#### What you need to do:
Within the listing, each line that has the string "Deserialize" should be copied.

=== Data to process ===

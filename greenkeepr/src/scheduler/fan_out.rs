//! Repository to module fan-out.

use super::ConfigResolver;
use crate::broker::{
    check_topic, Broker, CheckRequested, RepositoryDue, RepositoryToggled, Subscription, TOGGLE_TOPIC,
};
use crate::host::CodeHost;
use crate::pipeline::UpdateError;
use crate::repository::{Repository, RepositoryStore};
use std::sync::Arc;
use tracing::{debug, info, warn};

/// Turns due or toggled repositories into one check request per module.
pub struct FanOut {
    store: Arc<dyn RepositoryStore>,
    broker: Broker,
    resolver: ConfigResolver,
    plugin: String,
    due: Subscription,
    toggles: Subscription,
}

impl FanOut {
    /// Creates the stage and subscribes to the `plugin` and toggle topics.
    pub fn new(
        store: Arc<dyn RepositoryStore>,
        host: Arc<dyn CodeHost>,
        broker: Broker,
        plugin: impl Into<String>,
        config_file: impl Into<String>,
    ) -> Self {
        let plugin = plugin.into();
        let due = broker.subscribe(&plugin);
        let toggles = broker.subscribe(TOGGLE_TOPIC);

        Self {
            store,
            resolver: ConfigResolver::new(host, config_file),
            broker,
            plugin,
            due,
            toggles,
        }
    }

    /// Sends a [`CheckRequested`] for each configured module, waiting while a
    /// worker queue is full.
    ///
    /// Returns the number of requests delivered to a worker.
    ///
    /// # Errors
    ///
    /// Returns [`UpdateError`] if the configuration cannot be resolved.
    pub async fn fan_out(&self, repository: &Repository) -> Result<usize, UpdateError> {
        let modules = self.resolver.modules(repository, &self.plugin).await?;
        let mut published = 0;

        for module in modules {
            let topic = check_topic(&self.plugin, &module.language);
            let message = CheckRequested {
                config: module,
                repository_id: repository.id.clone(),
            };

            match self.broker.send(&topic, &message).await {
                Ok(0) => warn!(repo = %repository.full_name, topic = %topic, "No worker for language"),
                Ok(_) => published += 1,
                Err(e) => warn!(repo = %repository.full_name, topic = %topic, error = %e, "Failed to request check"),
            }
        }

        debug!(repo = %repository.full_name, published, "Requested module checks");
        Ok(published)
    }

    /// Handles a due repository.
    pub async fn handle_due(&self, message: RepositoryDue) {
        self.dispatch(&message.repository_id).await;
    }

    /// Handles a toggle: the cached configuration is dropped and the
    /// repository is scanned right away if the plugin is still enabled.
    pub async fn handle_toggle(&self, message: RepositoryToggled) {
        self.resolver.invalidate(&message.repository_id);
        self.dispatch(&message.repository_id).await;
    }

    async fn dispatch(&self, repository_id: &str) {
        let repository = match self.store.find(repository_id).await {
            Ok(repository) => repository,
            Err(e) => {
                warn!(repository_id, error = %e, "Cannot load repository");
                return;
            }
        };

        if !repository.has_plugin(&self.plugin) {
            debug!(repo = %repository.full_name, "Plugin disabled, skipping");
            return;
        }

        match self.fan_out(&repository).await {
            Ok(_) => {}
            Err(e) if e.is_silent() => debug!(repo = %repository.full_name, reason = %e, "Skipped"),
            Err(e) => warn!(repo = %repository.full_name, error = %e, "Fan-out failed"),
        }
    }

    /// Processes messages until the broker is gone.
    pub async fn run(mut self) {
        info!(plugin = %self.plugin, "Fan-out started");

        loop {
            tokio::select! {
                message = self.due.next::<RepositoryDue>() => match message {
                    Some(Ok(message)) => self.handle_due(message).await,
                    Some(Err(e)) => warn!(error = %e, "Dropping invalid message"),
                    None => break,
                },
                message = self.toggles.next::<RepositoryToggled>() => match message {
                    Some(Ok(message)) => self.handle_toggle(message).await,
                    Some(Err(e)) => warn!(error = %e, "Dropping invalid message"),
                    None => break,
                },
            }
        }

        info!("Fan-out stopped");
    }
}
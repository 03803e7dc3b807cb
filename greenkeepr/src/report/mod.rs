//! Normalized checker reports.
//!
//! Both report variants parse into an [`OutdatedReport`]: dependency name to
//! [`VersionInfo`], ordered by name. A dependency counts as changed only when
//! its wanted and latest versions differ.

mod error;
mod json;
mod log;

pub use error::ReportError;
pub use json::parse_json;
pub use log::parse_log;

use serde::{Deserialize, Serialize};
use std::collections::BTreeMap;

/// Versions of a single dependency as reported by the checker.
#[derive(Debug, Clone, PartialEq, Eq, Serialize, Deserialize)]
pub struct VersionInfo {
    /// Version currently satisfied by the manifest.
    #[serde(rename = "Wanted", alias = "wanted")]
    pub wanted: String,

    /// Newest published version.
    #[serde(rename = "Latest", alias = "latest")]
    pub latest: String,
}

impl VersionInfo {
    /// Creates a version entry.
    pub fn new(wanted: impl Into<String>, latest: impl Into<String>) -> Self {
        Self {
            wanted: wanted.into(),
            latest: latest.into(),
        }
    }

    /// Returns true if the manifest needs a new version.
    #[must_use]
    pub fn is_changed(&self) -> bool {
        self.wanted != self.latest
    }
}

/// Dependency name to versions, unique by name.
#[derive(Debug, Clone, Default, PartialEq, Eq, Serialize, Deserialize)]
#[serde(transparent)]
pub struct OutdatedReport {
    entries: BTreeMap<String, VersionInfo>,
}

impl OutdatedReport {
    /// Creates an empty report.
    pub fn new() -> Self {
        Self::default()
    }

    /// Adds or replaces an entry.
    pub fn insert(&mut self, name: impl Into<String>, version: VersionInfo) {
        self.entries.insert(name.into(), version);
    }

    /// Returns the entry for `name`.
    pub fn get(&self, name: &str) -> Option<&VersionInfo> {
        self.entries.get(name)
    }

    /// Number of reported dependencies, changed or not.
    pub fn len(&self) -> usize {
        self.entries.len()
    }

    /// Returns true if nothing was reported.
    pub fn is_empty(&self) -> bool {
        self.entries.is_empty()
    }

    /// Changed entries ordered by name.
    pub fn changed(&self) -> impl Iterator<Item = (&str, &VersionInfo)> {
        self.entries
            .iter()
            .filter(|(_, version)| version.is_changed())
            .map(|(name, version)| (name.as_str(), version))
    }

    /// Names of the changed entries, ordered.
    pub fn changed_names(&self) -> Vec<String> {
        self.changed().map(|(name, _)| name.to_string()).collect()
    }
}

impl FromIterator<(String, VersionInfo)> for OutdatedReport {
    fn from_iter<I: IntoIterator<Item = (String, VersionInfo)>>(iter: I) -> Self {
        Self {
            entries: iter.into_iter().collect(),
        }
    }
}
//! Long-lived stages of the service.
//!
//! ```text
//! Scheduler --<plugin>--> FanOut --<plugin>-<language>--> CheckWorker
//!                           ^
//!          toggle-repository|
//! ```
//!
//! Stages only share the broker and the file system.

mod fan_out;
mod resolver;
mod worker;

pub use fan_out::FanOut;
pub use resolver::ConfigResolver;
pub use worker::CheckWorker;

use crate::broker::{Broker, RepositoryDue};
use crate::repository::{RepositoryError, RepositoryStore};
use std::sync::Arc;
use std::time::Duration;
use tokio::time::MissedTickBehavior;
use tracing::{debug, error, info, warn};

/// Periodically announces every repository with the plugin enabled.
pub struct Scheduler {
    store: Arc<dyn RepositoryStore>,
    broker: Broker,
    plugin: String,
    interval: Duration,
}

impl Scheduler {
    /// Creates a scheduler publishing on the `plugin` topic.
    pub fn new(store: Arc<dyn RepositoryStore>, broker: Broker, plugin: impl Into<String>, interval: Duration) -> Self {
        Self {
            store,
            broker,
            plugin: plugin.into(),
            interval,
        }
    }

    /// Sends one [`RepositoryDue`] per enabled repository, waiting while the
    /// fan-out queue is full.
    ///
    /// Returns the number of repositories delivered to a subscriber.
    ///
    /// # Errors
    ///
    /// Returns [`RepositoryError`] if the store cannot be read.
    pub async fn tick(&self) -> Result<usize, RepositoryError> {
        let repositories = self.store.load().await?;
        let mut announced = 0;

        for repository in repositories.iter().filter(|r| r.has_plugin(&self.plugin)) {
            let message = RepositoryDue {
                repository_id: repository.id.clone(),
                plugin: self.plugin.clone(),
            };
            match self.broker.send(&self.plugin, &message).await {
                Ok(0) => warn!(repo = %repository.full_name, "Nobody received the announcement"),
                Ok(_) => announced += 1,
                Err(e) => error!(repo = %repository.full_name, error = %e, "Failed to announce repository"),
            }
        }

        debug!(announced, "Scheduler tick");
        Ok(announced)
    }

    /// Ticks immediately, then once per interval. Never returns.
    pub async fn run(self) {
        info!(plugin = %self.plugin, interval_secs = self.interval.as_secs(), "Scheduler started");

        let mut interval = tokio::time::interval(self.interval);
        interval.set_missed_tick_behavior(MissedTickBehavior::Delay);

        loop {
            interval.tick().await;
            if let Err(e) = self.tick().await {
                error!(error = %e, "Failed to load repositories");
            }
        }
    }
}
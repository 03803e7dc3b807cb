//! Publication error types.

use crate::host::HostError;
use crate::source_control::GitError;
use crate::templates::TemplateError;
use thiserror::Error;

/// Errors that abort the publication of an update.
#[derive(Debug, Error)]
pub enum PublishError {
    /// Title, body or commit message could not be rendered.
    #[error(transparent)]
    Template(#[from] TemplateError),

    /// The marker block could not be rendered.
    #[error("Failed to render marker: {0}")]
    Marker(#[source] serde_json::Error),

    /// A working copy operation failed.
    #[error(transparent)]
    Git(#[from] GitError),

    /// The pull request could not be opened.
    #[error(transparent)]
    Host(#[from] HostError),

    /// A patched file could not be moved into the working copy.
    #[error("Failed to move '{source_path}' to '{destination}': {error}")]
    MoveFile {
        source_path: String,
        destination: String,
        #[source]
        error: std::io::Error,
    },
}
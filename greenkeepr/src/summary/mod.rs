//! Run summary types and helpers.

mod result;
mod run_summary;

pub use result::ProcessingResult;
pub use run_summary::RunSummary;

===

#### Result of the exercise:
use serde::{Deserialize, Serialize};
#[derive(Debug, Clone, PartialEq, Eq, Serialize, Deserialize)]
#[derive(Debug, Clone, Default, PartialEq, Eq, Serialize, Deserialize)]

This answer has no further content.